Records excerpted from a collection
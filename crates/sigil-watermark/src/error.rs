//! Error types for the watermark codec

use thiserror::Error;

/// Result type alias using WatermarkError
pub type Result<T> = std::result::Result<T, WatermarkError>;

/// Errors that can occur while embedding a watermark
///
/// Extraction failure is not an error: extract returns `None` when no
/// valid payload can be reconstructed, and verify reports
/// verified-false.
#[derive(Error, Debug)]
pub enum WatermarkError {
    /// The carrier has fewer candidate positions than payload bits
    #[error("Insufficient carrier capacity: need {needed} candidate positions, found {available}")]
    InsufficientCarrierCapacity { needed: usize, available: usize },

    /// The strategy cannot operate on this resource form
    #[error("Unsupported resource for this strategy: {0}")]
    UnsupportedResource(String),

    /// No strategy is registered for the requested resource type
    #[error("No watermark strategy registered for resource type '{0}'")]
    StrategyUnavailable(String),

    /// Payload serialization error
    #[error("Serialization error: {0}")]
    SerializationError(String),
}

impl From<serde_json::Error> for WatermarkError {
    fn from(err: serde_json::Error) -> Self {
        WatermarkError::SerializationError(err.to_string())
    }
}
//! Registry collaborator seam
//!
//! The distributed-ledger registry is an external collaborator: this
//! module fixes its interface and the registration data flow, nothing
//! more. Deriving the identifier, synthesizing the identity document,
//! and initializing the bundle happen here; anchoring the result is
//! the registry implementation's business.

use std::collections::BTreeMap;

use serde::{Deserialize, Serialize};
use serde_json::{json, Map, Value};
use tracing::debug;

use sigil_core::digest::sha256_hex;
use sigil_core::{AssetId, DigestEncoding, IdentityDocument, ResourceType, SigilError};

use crate::bundle::MetadataBundle;

/// What the registry returns when it anchors a resource
#[derive(Debug, Clone, PartialEq, Eq, Serialize, Deserialize)]
#[serde(rename_all = "camelCase")]
pub struct RegistrationReceipt {
    /// Content identifier in the registry's own addressing scheme
    pub content_id: String,
    /// `hex(sha256(canonical-json(integrated metadata)))`
    pub metadata_hash: String,
    /// Ledger transaction reference
    pub transaction: String,
}

/// A resource as the registry returns it
#[derive(Debug, Clone, PartialEq, Serialize, Deserialize)]
#[serde(rename_all = "camelCase")]
pub struct RegisteredResource {
    pub identifier: String,
    pub metadata: Value,
    pub verification: Value,
}

/// The registry collaborator's interface
pub trait ResourceRegistry {
    /// Anchor an identifier and its integrated metadata.
    fn register(
        &mut self,
        identifier: &str,
        integrated_metadata: &Value,
        owner_ref: &str,
    ) -> RegistrationReceipt;

    /// Fetch a previously anchored resource.
    fn get_resource(&self, identifier: &str) -> Option<RegisteredResource>;
}

/// In-memory registry for tests and single-process callers
#[derive(Debug, Default)]
pub struct MemoryRegistry {
    resources: BTreeMap<String, RegisteredResource>,
}

impl MemoryRegistry {
    /// An empty in-memory registry.
    pub fn new() -> Self {
        Self::default()
    }

    /// Number of anchored resources.
    pub fn len(&self) -> usize {
        self.resources.len()
    }

    /// Whether nothing has been anchored.
    pub fn is_empty(&self) -> bool {
        self.resources.is_empty()
    }
}

impl ResourceRegistry for MemoryRegistry {
    fn register(
        &mut self,
        identifier: &str,
        integrated_metadata: &Value,
        owner_ref: &str,
    ) -> RegistrationReceipt {
        let metadata_hash =
            sigil_core::canonical::canonical_sha256_hex(integrated_metadata);
        // content-derived references keep the memory registry pure
        let content_id = format!("mem:{}", sha256_hex(identifier.as_bytes()));
        let transaction = format!(
            "tx:{}",
            sha256_hex(format!("{identifier}:{metadata_hash}:{owner_ref}").as_bytes())
        );

        debug!(%identifier, %metadata_hash, "anchoring resource in memory registry");
        self.resources.insert(
            identifier.to_string(),
            RegisteredResource {
                identifier: identifier.to_string(),
                metadata: integrated_metadata.clone(),
                verification: json!({
                    "metadataHash": metadata_hash,
                    "owner": owner_ref,
                }),
            },
        );

        RegistrationReceipt {
            content_id,
            metadata_hash,
            transaction,
        }
    }

    fn get_resource(&self, identifier: &str) -> Option<RegisteredResource> {
        self.resources.get(identifier).cloned()
    }
}

/// A registration request: a resource plus typed attributes
#[derive(Debug, Clone)]
pub struct RegistrationRequest {
    /// Identifier method tag
    pub method: String,
    /// Type of the resource being registered
    pub resource_type: ResourceType,
    /// Type-specific attributes feeding the identifier digest
    pub attributes: Map<String, Value>,
    /// Owner string, hashed into the identifier's owner tag
    pub owner: Option<String>,
    /// Digest encoding of the identifier's compact form
    pub encoding: DigestEncoding,
    /// Controller of the identity document and bundle
    pub controller: Option<String>,
}

impl RegistrationRequest {
    /// A request with the default method and encoding.
    pub fn new(resource_type: ResourceType, attributes: Map<String, Value>) -> Self {
        Self {
            method: sigil_core::DEFAULT_METHOD.to_string(),
            resource_type,
            attributes,
            owner: None,
            encoding: DigestEncoding::default(),
            controller: None,
        }
    }

    /// Set the owner (builder pattern).
    pub fn with_owner(mut self, owner: impl Into<String>) -> Self {
        self.owner = Some(owner.into());
        self
    }

    /// Set the digest encoding.
    pub fn with_encoding(mut self, encoding: DigestEncoding) -> Self {
        self.encoding = encoding;
        self
    }

    /// Derive the identifier, synthesize its identity document, and
    /// initialize the metadata bundle's identity layer.
    pub fn execute(&self) -> Result<RegisteredAsset, SigilError> {
        let identifier = AssetId::derive(
            self.method.clone(),
            self.resource_type,
            &self.attributes,
            self.owner.as_deref(),
            self.encoding,
        )?;
        let document =
            IdentityDocument::synthesize(&identifier, self.controller.as_deref(), None, None);
        let bundle = MetadataBundle::for_identifier(&identifier, self.controller.as_deref());

        Ok(RegisteredAsset {
            identifier,
            document,
            bundle,
        })
    }
}

/// The product of a successful registration
#[derive(Debug, Clone)]
pub struct RegisteredAsset {
    pub identifier: AssetId,
    pub document: IdentityDocument,
    pub bundle: MetadataBundle,
}

/// Structured boundary result: `{ok, errorKind?, details?}`
#[derive(Debug, Clone, PartialEq, Serialize, Deserialize)]
#[serde(rename_all = "camelCase")]
pub struct RegistrationOutcome {
    pub ok: bool,
    #[serde(skip_serializing_if = "Option::is_none")]
    pub error_kind: Option<String>,
    #[serde(skip_serializing_if = "Option::is_none")]
    pub details: Option<Value>,
}

impl RegistrationOutcome {
    /// Project a registration result onto the boundary shape.
    pub fn from_result(result: &Result<RegisteredAsset, SigilError>) -> Self {
        match result {
            Ok(asset) => Self {
                ok: true,
                error_kind: None,
                details: Some(json!({
                    "identifier": asset.identifier.to_string(),
                    "metadataHash": asset.bundle.metadata_hash(),
                })),
            },
            Err(err) => Self {
                ok: false,
                error_kind: Some(error_kind(err).to_string()),
                details: Some(json!({"message": err.to_string()})),
            },
        }
    }
}

fn error_kind(err: &SigilError) -> &'static str {
    match err {
        SigilError::IdentifierMalformed(_) => "IdentifierMalformed",
        SigilError::UnsupportedResourceType(_) => "UnsupportedResourceType",
        SigilError::UnsupportedEncoding(_) => "UnsupportedEncoding",
        SigilError::MissingRequiredAttribute { .. } => "MissingRequiredAttribute",
        SigilError::SerializationUnsupported(_) => "SerializationUnsupported",
        SigilError::InvalidTlv(_) => "InvalidTlv",
        SigilError::InvalidKeyMaterial(_) => "InvalidKeyMaterial",
        SigilError::SerializationError(_) => "SerializationError",
    }
}
//! Error types for identifier derivation and canonical encoding

use thiserror::Error;

/// Result type alias using SigilError
pub type Result<T> = std::result::Result<T, SigilError>;

/// Errors that can occur while deriving, encoding, or parsing identifiers
#[derive(Error, Debug)]
pub enum SigilError {
    /// Identifier string could not be parsed
    #[error("Malformed identifier: {0}")]
    IdentifierMalformed(String),

    /// Resource type is not in the closed vocabulary
    #[error("Unsupported resource type: {0}")]
    UnsupportedResourceType(String),

    /// Digest encoding is not one of hex / base58 / base64url
    #[error("Unsupported encoding: {0}")]
    UnsupportedEncoding(String),

    /// Canonical attribute set for a resource type lacks a required field
    #[error("Missing required attribute '{field}' for resource type '{resource_type}'")]
    MissingRequiredAttribute {
        resource_type: String,
        field: String,
    },

    /// A declared serialization format is not provided by this implementation
    #[error("Serialization format not supported: {0}")]
    SerializationUnsupported(String),

    /// TLV decoding failed (truncated length, unknown tag, bad scalar layout)
    #[error("Invalid TLV encoding: {0}")]
    InvalidTlv(String),

    /// Public key bytes could not be interpreted
    #[error("Invalid key material: {0}")]
    InvalidKeyMaterial(String),

    /// Serialization error
    #[error("Serialization error: {0}")]
    SerializationError(String),
}

impl From<serde_json::Error> for SigilError {
    fn from(err: serde_json::Error) -> Self {
        SigilError::SerializationError(err.to_string())
    }
}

**EXERCISE:**
The lines needed run from the first line of the data through the line containing "usize, available: usize"; give them again exactly and nothing else.

**SOLVED EXERCISE:**
filename crates/sigil-watermark/src/error.rs
//! Error types for the watermark codec

use thiserror::Error;

/// Result type alias using WatermarkError
pub type Result<T> = std::result::Result<T, WatermarkError>;

/// Errors that can occur while embedding a watermark
///
/// Extraction failure is not an error: extract returns `None` when no
/// valid payload can be reconstructed, and verify reports
/// verified-false.
#[derive(Error, Debug)]
pub enum WatermarkError {
    /// The carrier has fewer candidate positions than payload bits
    #[error("Insufficient carrier capacity: need {needed} candidate positions, found {available}")]
    InsufficientCarrierCapacity { needed: usize, available: usize },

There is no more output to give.